- _INFORMATION GIVEN_:

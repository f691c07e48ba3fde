use actix_web::{web, HttpResponse};
use anyhow::Context;

use crate::{db_interaction::get_all_suppliers, envelope::Envelope, utils::{get_pooled_connection, DbPool, UnexpectedError}};

#[tracing::instrument(
    "Get supplier listing",
    skip(pool)
)]
pub async fn get_suppliers(
    pool: web::Data<DbPool>
) -> Result<HttpResponse, UnexpectedError> {
    let conn = get_pooled_connection(&pool)
        .await
        .context("Failed to get connection from pool")?;

    let suppliers = get_all_suppliers(conn)
        .await
        .context("Failed to load suppliers")?;

    Ok(HttpResponse::Ok().json(Envelope::ok(suppliers)))
}
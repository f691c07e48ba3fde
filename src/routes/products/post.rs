use std::{error::Error, fmt::Debug};

use actix_web::{http::StatusCode, web, HttpResponse, ResponseError};
use anyhow::Context;
use serde::Deserialize;
use thiserror::Error;
use uuid::Uuid;

use crate::{auth::extractors::IsAdmin, db_interaction::insert_product, envelope::Envelope, models::Product, utils::{error_fmt_chain, get_pooled_connection, DbPool}};

#[derive(Deserialize, Debug)]
pub struct ProductForm{
    pub name: String,
    pub description: Option<String>,
    pub price: f64,
    pub stock_quantity: i32,
    pub category: String
}

#[derive(Error)]
pub enum PostProductError{
    #[error("{0}")]
    ValidationError(String),
    #[error("unexpected error occured")]
    UnexpectedError(#[from] anyhow::Error)
}

impl Debug for PostProductError {
    fn fmt(&self, f: &mut std::fmt::Formatter<'_>) -> std::fmt::Result {
        write!(f, "{}", self)?;
        error_fmt_chain(f, &self.source())
    }
}

impl ResponseError for PostProductError {
    fn status_code(&self) -> StatusCode {
        match self {
            PostProductError::ValidationError(_) => StatusCode::BAD_REQUEST,
            PostProductError::UnexpectedError(_) => StatusCode::INTERNAL_SERVER_ERROR
        }
    }

    fn error_response(&self) -> HttpResponse<actix_web::body::BoxBody> {
        HttpResponse::build(self.status_code()).json(Envelope::error(format!("{}", self)))
    }
}

pub fn validate_product_fields(name: &str, category: &str, price: f64, stock_quantity: i32) -> Result<(), String>{
    if name.trim().is_empty() {
        return Err("name is required".to_string())
    }
    if category.trim().is_empty() {
        return Err("category is required".to_string())
    }
    if !price.is_finite() || price < 0.0 {
        return Err("price must be a non-negative number".to_string())
    }
    if stock_quantity < 0 {
        return Err("stock_quantity must be a non-negative number".to_string())
    }
    Ok(())
}

#[tracing::instrument(
    "Adding product to catalog",
    skip(pool)
)]
pub async fn post_product(
    pool: web::Data<DbPool>,
    form: web::Json<ProductForm>,
    _: IsAdmin
) -> Result<HttpResponse, PostProductError> {
    let form = form.into_inner();

    validate_product_fields(&form.name, &form.category, form.price, form.stock_quantity)
        .map_err(PostProductError::ValidationError)?;

    let product = Product{
        id: Uuid::new_v4(),
        name: form.name,
        description: form.description,
        price: form.price,
        stock_quantity: form.stock_quantity,
        category: form.category
    };
    let product_id = product.id;

    let conn = get_pooled_connection(&pool)
        .await
        .context("Failed to get connection from pool")?;

    insert_product(conn, product)
        .await
        .context("Failed to insert product")?;

    Ok(HttpResponse::Created().json(Envelope::ok(serde_json::json!({ "id": product_id }))))
}
use std::{error::Error, fmt::Debug};

use actix_web::{http::StatusCode, web, HttpResponse, ResponseError};
use anyhow::Context;
use serde::Deserialize;
use thiserror::Error;
use uuid::Uuid;

use crate::{auth::extractors::IsStaff, db_interaction::insert_supplier_with_links, envelope::Envelope, models::Supplier, utils::{error_fmt_chain, get_pooled_connection, DbPool}};

#[derive(Deserialize, Debug)]
pub struct SupplierForm{
    pub name: String,
    pub contact_info: String,
    pub payment_terms: Option<String>,
    pub lead_time_days: Option<i32>,
    #[serde(default)]
    pub product_ids: Vec<Uuid>
}

#[derive(Error)]
pub enum PostSupplierError{
    #[error("{0}")]
    ValidationError(String),
    #[error("unexpected error occured")]
    UnexpectedError(#[from] anyhow::Error)
}

impl Debug for PostSupplierError {
    fn fmt(&self, f: &mut std::fmt::Formatter<'_>) -> std::fmt::Result {
        write!(f, "{}", self)?;
        error_fmt_chain(f, &self.source())
    }
}

impl ResponseError for PostSupplierError {
    fn status_code(&self) -> StatusCode {
        match self {
            PostSupplierError::ValidationError(_) => StatusCode::BAD_REQUEST,
            PostSupplierError::UnexpectedError(_) => StatusCode::INTERNAL_SERVER_ERROR
        }
    }

    fn error_response(&self) -> HttpResponse<actix_web::body::BoxBody> {
        HttpResponse::build(self.status_code()).json(Envelope::error(format!("{}", self)))
    }
}

#[tracing::instrument(
    "Creating supplier",
    skip(pool)
)]
pub async fn post_supplier(
    pool: web::Data<DbPool>,
    form: web::Json<SupplierForm>,
    _: IsStaff
) -> Result<HttpResponse, PostSupplierError> {
    let form = form.into_inner();

    if form.name.trim().is_empty() || form.contact_info.trim().is_empty() {
        return Err(PostSupplierError::ValidationError(
            "name and contact_info are required".to_string()
        ))
    }

    if let Some(lead_time) = form.lead_time_days {
        if lead_time < 0 {
            return Err(PostSupplierError::ValidationError(
                "lead_time_days must be a non-negative number".to_string()
            ))
        }
    }

    let supplier = Supplier{
        id: Uuid::new_v4(),
        name: form.name,
        contact_info: form.contact_info,
        payment_terms: form.payment_terms,
        lead_time_days: form.lead_time_days
    };

    let conn = get_pooled_connection(&pool)
        .await
        .context("Failed to get connection from pool")?;

    let supplier_id = insert_supplier_with_links(conn, supplier, form.product_ids)
        .await
        .context("Failed to create supplier")?;

    Ok(HttpResponse::Created().json(Envelope::ok(serde_json::json!({ "id": supplier_id }))))
}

- _ABOUT THIS TASK_: From the entries, copy out each line containing the word "number".

- _EXERCISE RESPONSE_:
        return Err("price must be a non-negative number".to_string())
        return Err("stock_quantity must be a non-negative number".to_string())
                "lead_time_days must be a non-negative number".to_string()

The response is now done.